ABCB1 polymorphisms correlate with susceptibility to adult acute leukemia and response to high-dose methotrexate

The aim of this study is to investigate the association of ABCB1 polymorphisms with susceptibility to adult acute leukemia, and the influence of ABCB1 polymorphisms on the efficacy of high-dose methotrexate (HDMTX). ABCB1 polymorphisms in 178 acute leukemia patients (case group) and 150 healthy subjects (control group) were analyzed by polymerase chain reaction-restriction fragment length polymorphism (PCR-RFLP) method. All patients received HDMTX therapy. Correlation analysis was performed to explore the associations of ABCB1 polymorphisms with MTX concentration and efficacy of MTX therapy.
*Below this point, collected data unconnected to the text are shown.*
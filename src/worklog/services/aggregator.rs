//! Task aggregation: merges inbound commit events into the daily table.

use super::access::{DEFAULT_OPERATION_TIMEOUT, LockTimeout, TableLocks, bounded};
use crate::worklog::{
    domain::{
        CommitEvent, DEFAULT_HOURS, DEFAULT_SHA, DEFAULT_STATUS, Hours, MergePolicy,
        ReportCalendar, TableKind, TaskEntry, TaskName, WorklogDomainError,
    },
    ports::{RegistryError, RowStore, RowStoreError, TaskRegistry},
};
use mockable::Clock;
use std::sync::Arc;
use std::time::Duration;
use thiserror::Error;

/// Raw commit event as received from a webhook caller.
#[derive(Debug, Clone, Default, PartialEq)]
pub struct RecordCommitRequest {
    task_name: String,
    message: String,
    hours: Option<f64>,
    branch: String,
    status: Option<String>,
    sha: Option<String>,
}

impl RecordCommitRequest {
    /// Creates a request for `task_name` with every other field defaulted.
    #[must_use]
    pub fn new(task_name: impl Into<String>) -> Self {
        Self {
            task_name: task_name.into(),
            ..Self::default()
        }
    }

    /// Sets the commit message.
    #[must_use]
    pub fn with_message(mut self, message: impl Into<String>) -> Self {
        self.message = message.into();
        self
    }

    /// Sets the reported hours.
    #[must_use]
    pub const fn with_hours(mut self, hours: f64) -> Self {
        self.hours = Some(hours);
        self
    }

    /// Sets the branch.
    #[must_use]
    pub fn with_branch(mut self, branch: impl Into<String>) -> Self {
        self.branch = branch.into();
        self
    }

    /// Sets the status label.
    #[must_use]
    pub fn with_status(mut self, status: impl Into<String>) -> Self {
        self.status = Some(status.into());
        self
    }

    /// Sets the commit SHA.
    #[must_use]
    pub fn with_sha(mut self, sha: impl Into<String>) -> Self {
        self.sha = Some(sha.into());
        self
    }

    /// Validates the request into a commit event.
    ///
    /// Missing hours default to one hour; blank status and SHA fall back to
    /// their defaults.
    ///
    /// # Errors
    ///
    /// Returns [`WorklogDomainError`] when the task name is blank or the
    /// hours are negative or not finite.
    pub fn into_event(self) -> Result<CommitEvent, WorklogDomainError> {
        let task_name = TaskName::new(&self.task_name)?;
        let hours = self.hours.map_or(Ok(DEFAULT_HOURS), Hours::from_f64)?;
        let status = non_blank(self.status).unwrap_or_else(|| DEFAULT_STATUS.to_owned());
        let sha = non_blank(self.sha).unwrap_or_else(|| DEFAULT_SHA.to_owned());

        Ok(CommitEvent::new(task_name, hours)
            .with_message(self.message)
            .with_branch(self.branch.trim())
            .with_status(status)
            .with_sha(sha))
    }
}

fn non_blank(value: Option<String>) -> Option<String> {
    value
        .map(|text| text.trim().to_owned())
        .filter(|text| !text.is_empty())
}

/// Whether a commit opened a new row or merged into today's row.
#[derive(Debug, Clone, Copy, PartialEq, Eq)]
pub enum MergeOutcome {
    /// A new row was appended.
    Created,
    /// An existing row for today absorbed the commit.
    Merged,
}

/// Result of recording one commit.
#[derive(Debug, Clone, PartialEq, Eq)]
pub struct RecordedCommit {
    /// Whether the row was created or merged.
    pub outcome: MergeOutcome,
    /// Row contents after the commit.
    pub entry: TaskEntry,
}

/// Service-level errors for commit aggregation.
#[derive(Debug, Error)]
pub enum AggregatorError {
    /// Event validation failed.
    #[error(transparent)]
    Domain(#[from] WorklogDomainError),
    /// Row store operation failed.
    #[error(transparent)]
    Store(#[from] RowStoreError),
    /// The daily table stayed locked past the timeout.
    #[error(transparent)]
    Lock(#[from] LockTimeout),
}

impl AggregatorError {
    /// Returns `true` when the caller may retry the same event later.
    #[must_use]
    pub const fn is_retryable(&self) -> bool {
        match self {
            Self::Domain(_) => false,
            Self::Store(err) => err.is_retryable(),
            Self::Lock(_) => true,
        }
    }
}

/// Result type for aggregation operations.
pub type AggregatorResult<T> = Result<T, AggregatorError>;

/// Merges commit events into per-task, per-day rows.
pub struct TaskAggregator<S, G, C>
where
    S: RowStore + ?Sized,
    G: TaskRegistry + ?Sized,
    C: Clock + Send + Sync + ?Sized,
{
    store: Arc<S>,
    registry: Arc<G>,
    clock: Arc<C>,
    locks: Arc<TableLocks>,
    policy: MergePolicy,
    calendar: ReportCalendar,
    operation_timeout: Duration,
}

impl<S, G, C> TaskAggregator<S, G, C>
where
    S: RowStore + ?Sized,
    G: TaskRegistry + ?Sized,
    C: Clock + Send + Sync + ?Sized,
{
    /// Creates an aggregator with the default policy and a UTC calendar.
    #[must_use]
    pub fn new(store: Arc<S>, registry: Arc<G>, clock: Arc<C>, locks: Arc<TableLocks>) -> Self {
        Self {
            store,
            registry,
            clock,
            locks,
            policy: MergePolicy::default(),
            calendar: ReportCalendar::utc(),
            operation_timeout: DEFAULT_OPERATION_TIMEOUT,
        }
    }

    /// Sets the merge policy.
    #[must_use]
    pub const fn with_policy(mut self, policy: MergePolicy) -> Self {
        self.policy = policy;
        self
    }

    /// Sets the calendar used to decide "today".
    #[must_use]
    pub const fn with_calendar(mut self, calendar: ReportCalendar) -> Self {
        self.calendar = calendar;
        self
    }

    /// Sets the bound applied to each row store call.
    #[must_use]
    pub const fn with_operation_timeout(mut self, timeout: Duration) -> Self {
        self.operation_timeout = timeout;
        self
    }

    /// Returns the active merge policy.
    #[must_use]
    pub const fn policy(&self) -> MergePolicy {
        self.policy
    }

    /// Merges one commit event into today's row for its task.
    ///
    /// The registry's last-used timestamp is refreshed afterwards; a
    /// registry failure is logged and does not fail the commit.
    ///
    /// # Errors
    ///
    /// Returns [`AggregatorError::Domain`] for malformed events (nothing is
    /// written), [`AggregatorError::Store`] when the daily table is missing
    /// or the store fails, and [`AggregatorError::Lock`] when the daily
    /// table stays busy.
    pub async fn record_commit(
        &self,
        request: RecordCommitRequest,
    ) -> AggregatorResult<RecordedCommit> {
        let event = request.into_event()?;
        let now = self.clock.utc();
        let today = self.calendar.date_of(now);
        let table = TableKind::Daily;

        let recorded = {
            let _held = self.locks.write(&[table]).await?;
            self.ensure_present(table).await?;

            let rows = bounded(
                "read_rows",
                table,
                self.operation_timeout,
                self.store.read_rows(table),
            )
            .await?;
            let existing = rows
                .into_iter()
                .find(|row| self.policy.is_same_entry(&row.entry, today, event.task_name()));

            match existing {
                Some(mut row) => {
                    row.entry.absorb(&event, self.policy.branch_retention)?;
                    bounded(
                        "update_row",
                        table,
                        self.operation_timeout,
                        self.store.update_row(table, row.id, &row.entry),
                    )
                    .await?;
                    RecordedCommit {
                        outcome: MergeOutcome::Merged,
                        entry: row.entry,
                    }
                }
                None => {
                    let entry = TaskEntry::from_commit(&event, today);
                    bounded(
                        "append_rows",
                        table,
                        self.operation_timeout,
                        self.store.append_rows(table, std::slice::from_ref(&entry)),
                    )
                    .await?;
                    RecordedCommit {
                        outcome: MergeOutcome::Created,
                        entry,
                    }
                }
            }
        };

        tracing::info!(
            task = %recorded.entry.task_name(),
            date = %today,
            hours = %recorded.entry.hours(),
            outcome = ?recorded.outcome,
            "commit recorded"
        );

        let touched = tokio::time::timeout(
            self.operation_timeout,
            self.registry.touch(event.task_name(), now),
        )
        .await
        .unwrap_or_else(|_| {
            Err(RegistryError::unavailable(std::io::Error::new(
                std::io::ErrorKind::TimedOut,
                "task registry touch timed out",
            )))
        });
        if let Err(err) = touched {
            tracing::warn!(
                task = %event.task_name(),
                error = %err,
                "task registry timestamp not updated"
            );
        }
        Ok(recorded)
    }

    /// Returns every row of the daily table in insertion order.
    ///
    /// # Errors
    ///
    /// Returns [`AggregatorError::Store`] when the daily table is missing or
    /// the store fails, and [`AggregatorError::Lock`] when a writer holds
    /// the table past the timeout.
    pub async fn list_entries(&self) -> AggregatorResult<Vec<TaskEntry>> {
        let table = TableKind::Daily;
        let _held = self.locks.read(table).await?;
        self.ensure_present(table).await?;
        let rows = bounded(
            "read_rows",
            table,
            self.operation_timeout,
            self.store.read_rows(table),
        )
        .await?;
        Ok(rows.into_iter().map(|row| row.entry).collect())
    }

    async fn ensure_present(&self, table: TableKind) -> AggregatorResult<()> {
        let exists = bounded(
            "table_exists",
            table,
            self.operation_timeout,
            self.store.table_exists(table),
        )
        .await?;
        if exists {
            Ok(())
        } else {
            Err(RowStoreError::TableMissing(table).into())
        }
    }
}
All statistical analyses were conducted with SPSS 19.0 software. The frequency of TT genotype and T allele on ABCB1 3435C > T in case group were significantly higher than the control group (P < 0.05), while no statistical difference between the two groups was observed in genotypic distribution and allele frequencies of ABCB1 2677G > T/A (P > 0.05). Furthermore, 24-h MTX concentration of patients carrying TT and TA genotypes on 2677G > T/A was higher than carriers with other genotypes (P < 0.05), and 24-h MTX concentration of patients with TT and CT genotypes on 3435C > T was also apparently higher than carriers with CC genotype (P < 0.05). In addition, ABCB1 polymorphisms were connected with increased risk of liver dysfunction and infection (P < 0.05). Complete remission (CR) rate in patients carrying GG on 2677G > T/A was markedly lower than carriers with non-GG genotype (P < 0.05). ABCB1 3435C > T polymorphisms may be associated with susceptibility to acute leukemia, and ABCB1 polymorphisms might be a sensitive indicator for predicting efficacy of MTX therapy in the treatment of acute leukemia.